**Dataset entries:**
BEGIN
use std::path::PathBuf;

use chrono::{DateTime, Utc};
use serde::Serialize;

use crate::backend::Backend;
use crate::sge::native_spec::NativeSpecification;
use crate::sge::scheduler::JobId;
use crate::sge::session::Submission;

/// Machine readable summary of a submitted job, printed with `--json`
#[derive(Debug, Serialize)]
pub struct SubmissionReceipt {
    pub job_id: JobId,
    pub job_name: String,
    pub script: PathBuf,
    pub native_specification: NativeSpecification,
    pub backend: Backend,
    pub submitted_at: DateTime<Utc>,
}

impl SubmissionReceipt {
    pub fn new(submission: Submission, script: PathBuf, backend: Backend) -> SubmissionReceipt {
        SubmissionReceipt {
            job_id: submission.job_id,
            job_name: submission.job_name,
            script,
            native_specification: submission.native_specification,
            backend,
            submitted_at: Utc::now(),
        }
    }
}
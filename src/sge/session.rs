use log::{debug, info, warn};
use thiserror::Error;

use crate::request::resource::ResourceRequest;
use crate::sge::diagnose::diagnose;
use crate::sge::native_spec::NativeSpecification;
use crate::sge::scheduler::{JobId, JobTemplate, Scheduler, SchedulerError, SchedulerSession};

#[derive(Debug, Error)]
pub enum SubmitError {
    #[error(
        "failed to create scheduler session for native specification \
         `{native_specification}`: {error}"
    )]
    Session {
        error: SchedulerError,
        native_specification: NativeSpecification,
    },
    #[error(
        "failed to {action} job template with native specification \
         `{native_specification}`: {error}"
    )]
    Template {
        action: &'static str,
        error: SchedulerError,
        native_specification: NativeSpecification,
    },
    #[error(
        "failed to submit job with native specification `{native_specification}`: {diagnostic}"
    )]
    Submission {
        error: SchedulerError,
        native_specification: NativeSpecification,
        /// Scheduler message, plus queue hints if queues were requested
        diagnostic: String,
    },
    #[error(
        "scheduler returned an empty job id for native specification `{native_specification}`"
    )]
    EmptyJobId {
        native_specification: NativeSpecification,
    },
}

/// A job accepted by the scheduler
#[derive(Debug, Clone, PartialEq, Eq)]
pub struct Submission {
    pub job_id: JobId,
    pub job_name: String,
    pub native_specification: NativeSpecification,
}

/// Submit one script through a fresh scheduler session
///
/// Lifecycle: open session, allocate template, configure it, run it. The template and then the
/// session are released when their guards go out of scope, so both are released exactly once on
/// success, on error, and on unwind. Nothing is retried.
pub fn submit<S: Scheduler>(
    scheduler: &S,
    request: &ResourceRequest,
) -> Result<Submission, SubmitError> {
    let native_specification = NativeSpecification::render(request);
    let job_name = request.job_name();
    debug!("Rendered native specification: {native_specification}");

    info!("Opening scheduler session");
    let session = scheduler.open_session().map_err(|error| SubmitError::Session {
        error,
        native_specification: native_specification.clone(),
    })?;
    let mut session = SessionGuard { session };

    let template_error = |action: &'static str| {
        let native_specification = native_specification.clone();
        move |error| SubmitError::Template { action, error, native_specification }
    };

    info!("Allocating job template");
    let mut template =
        TemplateGuard::allocate(&mut session.session).map_err(template_error("allocate"))?;

    configure(template.template_mut(), request, &job_name, &native_specification)
        .map_err(template_error("configure"))?;

    info!("Submitting {} as job {job_name}", request.script.display());
    let job_id = match template.run() {
        Ok(job_id) => job_id,
        Err(error) => {
            let diagnostic = diagnose(&error, &request.queues);
            return Err(SubmitError::Submission { error, native_specification, diagnostic });
        }
    };
    if job_id.is_empty() {
        return Err(SubmitError::EmptyJobId { native_specification });
    }

    info!("Scheduler accepted job {job_id}");
    Ok(Submission { job_id, job_name, native_specification })
}

fn configure<T: JobTemplate>(
    template: &mut T,
    request: &ResourceRequest,
    job_name: &str,
    native_specification: &NativeSpecification,
) -> Result<(), SchedulerError> {
    template.set_remote_command(&request.script)?;
    template.set_job_name(job_name)?;
    template.set_native_specification(native_specification.as_str())?;
    template.set_working_directory(request.working_directory())?;
    Ok(())
}

/// Closes the session when dropped
struct SessionGuard<S: SchedulerSession> {
    session: S,
}

impl<S: SchedulerSession> Drop for SessionGuard<S> {
    fn drop(&mut self) {
        info!("Closing scheduler session");
        if let Err(err) = self.session.close() {
            warn!("Can't close scheduler session: {err}");
        }
    }
}

/// Deletes the job template when dropped, before the session it borrows is closed
struct TemplateGuard<'s, S: SchedulerSession> {
    session: &'s mut S,
    template: Option<S::Template>,
}

impl<'s, S: SchedulerSession> TemplateGuard<'s, S> {
    fn allocate(session: &'s mut S) -> Result<Self, SchedulerError> {
        let template = session.allocate_job_template()?;
        Ok(TemplateGuard { session, template: Some(template) })
    }

    // `template` is only taken in `drop`, so it is always present here
    fn template_mut(&mut self) -> &mut S::Template {
        self.template.as_mut().expect("job template is held until drop")
    }

    fn run(&mut self) -> Result<JobId, SchedulerError> {
        let template = self.template.as_ref().expect("job template is held until drop");
        self.session.run_job(template)
    }
}

impl<S: SchedulerSession> Drop for TemplateGuard<'_, S> {
    fn drop(&mut self) {
        if let Some(template) = self.template.take() {
            info!("Deleting job template");
            if let Err(err) = self.session.delete_job_template(template) {
                warn!("Can't delete job template: {err}");
            }
        }
    }
}

#[cfg(test)]
mod test {
    use std::cell::RefCell;
    use std::panic::{catch_unwind, AssertUnwindSafe};
    use std::path::{Path, PathBuf};
    use std::rc::Rc;

    use super::{submit, SubmitError};
    use crate::request::queue::QueueList;
    use crate::request::resource::ResourceRequest;
    use crate::sge::scheduler::{JobId, JobTemplate, Scheduler, SchedulerError, SchedulerSession};

    #[derive(Debug, Clone, PartialEq, Eq)]
    enum Call {
        Open,
        Allocate,
        RemoteCommand(PathBuf),
        JobName(String),
        NativeSpecification(String),
        WorkingDirectory(PathBuf),
        Run,
        DeleteTemplate,
        Close,
    }

    #[derive(Debug, Clone, Copy, PartialEq, Eq)]
    enum Fail {
        Nothing,
        Open,
        Allocate,
        Configure,
        Run,
        Panic,
        EmptyId,
    }

    type Calls = Rc<RefCell<Vec<Call>>>;

    struct MockScheduler {
        calls: Calls,
        fail: Fail,
    }

    struct MockSession {
        calls: Calls,
        fail: Fail,
    }

    struct MockTemplate {
        calls: Calls,
        fail: Fail,
    }

    impl MockScheduler {
        fn new(fail: Fail) -> MockScheduler {
            MockScheduler { calls: Rc::new(RefCell::new(Vec::new())), fail }
        }

        fn calls(&self) -> Vec<Call> {
            self.calls.borrow().clone()
        }

        fn count(&self, call: &Call) -> usize {
            self.calls.borrow().iter().filter(|c| *c == call).count()
        }
    }

    impl Scheduler for MockScheduler {
        type Session = MockSession;

        fn open_session(&self) -> Result<MockSession, SchedulerError> {
            self.calls.borrow_mut().push(Call::Open);
            if self.fail == Fail::Open {
                return Err(SchedulerError::new("no qmaster"));
            }
            Ok(MockSession { calls: self.calls.clone(), fail: self.fail })
        }
    }

    impl SchedulerSession for MockSession {
        type Template = MockTemplate;

        fn allocate_job_template(&mut self) -> Result<MockTemplate, SchedulerError> {
            self.calls.borrow_mut().push(Call::Allocate);
            if self.fail == Fail::Allocate {
                return Err(SchedulerError::new("out of memory"));
            }
            Ok(MockTemplate { calls: self.calls.clone(), fail: self.fail })
        }

        fn delete_job_template(&mut self, _template: MockTemplate) -> Result<(), SchedulerError> {
            self.calls.borrow_mut().push(Call::DeleteTemplate);
            Ok(())
        }

        fn run_job(&mut self, _template: &MockTemplate) -> Result<JobId, SchedulerError> {
            self.calls.borrow_mut().push(Call::Run);
            match self.fail {
                Fail::Run => Err(SchedulerError::with_code("Job was rejected", 13)),
                Fail::Panic => panic!("scheduler client crashed"),
                Fail::EmptyId => Ok(JobId::new(" \n")),
                _ => Ok(JobId::new("4242")),
            }
        }

        fn close(&mut self) -> Result<(), SchedulerError> {
            self.calls.borrow_mut().push(Call::Close);
            // release errors are only logged
            Err(SchedulerError::new("already closed"))
        }
    }

    impl JobTemplate for MockTemplate {
        fn set_remote_command(&mut self, command: &Path) -> Result<(), SchedulerError> {
            self.calls.borrow_mut().push(Call::RemoteCommand(command.to_path_buf()));
            Ok(())
        }

        fn set_job_name(&mut self, name: &str) -> Result<(), SchedulerError> {
            self.calls.borrow_mut().push(Call::JobName(name.to_string()));
            Ok(())
        }

        fn set_native_specification(&mut self, spec: &str) -> Result<(), SchedulerError> {
            self.calls.borrow_mut().push(Call::NativeSpecification(spec.to_string()));
            if self.fail == Fail::Configure {
                return Err(SchedulerError::new("invalid attribute value"));
            }
            Ok(())
        }

        fn set_working_directory(&mut self, dir: &Path) -> Result<(), SchedulerError> {
            self.calls.borrow_mut().push(Call::WorkingDirectory(dir.to_path_buf()));
            Ok(())
        }
    }

    fn request() -> ResourceRequest {
        let mut request = ResourceRequest::new(PathBuf::from("/data/run/L2_1_1.sh"));
        request.cpus = 4;
        request.virtual_memory_gib = Some(10);
        request
    }

    fn assert_released_once(scheduler: &MockScheduler) {
        assert_eq!(scheduler.count(&Call::DeleteTemplate), 1);
        assert_eq!(scheduler.count(&Call::Close), 1);
        let calls = scheduler.calls();
        assert_eq!(&calls[calls.len() - 2..], &[Call::DeleteTemplate, Call::Close]);
    }

    #[test]
    fn test_submit() {
        let scheduler = MockScheduler::new(Fail::Nothing);
        let submission = submit(&scheduler, &request()).unwrap();

        assert_eq!(submission.job_id.as_str(), "4242");
        assert_eq!(submission.job_name, "L2_1_1.sh");
        assert_eq!(
            submission.native_specification.as_str(),
            "-pe smp 4 -cwd -b n -l h_vmem=10g"
        );
        assert_eq!(
            scheduler.calls(),
            vec![
                Call::Open,
                Call::Allocate,
                Call::RemoteCommand(PathBuf::from("/data/run/L2_1_1.sh")),
                Call::JobName("L2_1_1.sh".to_string()),
                Call::NativeSpecification("-pe smp 4 -cwd -b n -l h_vmem=10g".to_string()),
                Call::WorkingDirectory(PathBuf::from("/data/run")),
                Call::Run,
                Call::DeleteTemplate,
                Call::Close,
            ]
        );
    }

    #[test]
    fn test_session_failure_releases_nothing() {
        let scheduler = MockScheduler::new(Fail::Open);
        let err = submit(&scheduler, &request()).unwrap_err();
        match &err {
            SubmitError::Session { native_specification, .. } => {
                assert_eq!(native_specification.as_str(), "-pe smp 4 -cwd -b n -l h_vmem=10g");
            }
            other => panic!("unexpected error {other:?}"),
        }
        assert!(err.to_string().contains("no qmaster"));
        assert!(err.to_string().contains("`-pe smp 4 -cwd -b n -l h_vmem=10g`"));
        assert_eq!(scheduler.calls(), vec![Call::Open]);
    }

    #[test]
    fn test_template_failure_closes_session() {
        let scheduler = MockScheduler::new(Fail::Allocate);
        let err = submit(&scheduler, &request()).unwrap_err();
        assert!(matches!(err, SubmitError::Template { action: "allocate", .. }));
        assert!(err.to_string().contains("`-pe smp 4 -cwd -b n -l h_vmem=10g`"));
        assert_eq!(scheduler.calls(), vec![Call::Open, Call::Allocate, Call::Close]);
    }

    #[test]
    fn test_configure_failure_releases_both() {
        let scheduler = MockScheduler::new(Fail::Configure);
        let err = submit(&scheduler, &request()).unwrap_err();
        match &err {
            SubmitError::Template { action, error, native_specification } => {
                assert_eq!(*action, "configure");
                assert_eq!(error.message, "invalid attribute value");
                assert_eq!(native_specification.as_str(), "-pe smp 4 -cwd -b n -l h_vmem=10g");
            }
            other => panic!("unexpected error {other:?}"),
        }
        assert_eq!(
            err.to_string(),
            "failed to configure job template with native specification \
             `-pe smp 4 -cwd -b n -l h_vmem=10g`: invalid attribute value"
        );
        assert_eq!(scheduler.count(&Call::Run), 0);
        assert_released_once(&scheduler);
    }

    #[test]
    fn test_run_failure_releases_both() {
        let scheduler = MockScheduler::new(Fail::Run);
        let err = submit(&scheduler, &request()).unwrap_err();
        match &err {
            SubmitError::Submission { error, native_specification, diagnostic } => {
                assert_eq!(error.code, Some(13));
                assert_eq!(native_specification.as_str(), "-pe smp 4 -cwd -b n -l h_vmem=10g");
                assert_eq!(diagnostic, "Job was rejected (code 13)");
            }
            other => panic!("unexpected error {other:?}"),
        }
        assert!(err.to_string().contains("-pe smp 4 -cwd -b n -l h_vmem=10g"));
        assert_released_once(&scheduler);
    }

    #[test]
    fn test_run_failure_with_queue_has_hints() {
        let scheduler = MockScheduler::new(Fail::Run);
        let mut request = request();
        request.queues = QueueList::parse("scv.q,sci.q");
        let err = submit(&scheduler, &request).unwrap_err();
        let message = err.to_string();
        assert!(message.contains("Queue specified: scv.q,sci.q"));
        assert!(message.contains("qconf -sq scv.q,sci.q"));
        assert_released_once(&scheduler);
    }

    #[test]
    fn test_empty_job_id() {
        let scheduler = MockScheduler::new(Fail::EmptyId);
        let err = submit(&scheduler, &request()).unwrap_err();
        assert!(matches!(err, SubmitError::EmptyJobId { .. }));
        assert_released_once(&scheduler);
    }

    #[test]
    fn test_panic_releases_both() {
        let scheduler = MockScheduler::new(Fail::Panic);
        let request = request();
        let result = catch_unwind(AssertUnwindSafe(|| submit(&scheduler, &request)));
        assert!(result.is_err());
        assert_released_once(&scheduler);
    }
}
END
**WHAT NEEDS TO BE DONE:** Only a number belongs in the answer: the number of lines in the preceding data that hold "PartialEq".

**TASK OUTPUT:** 3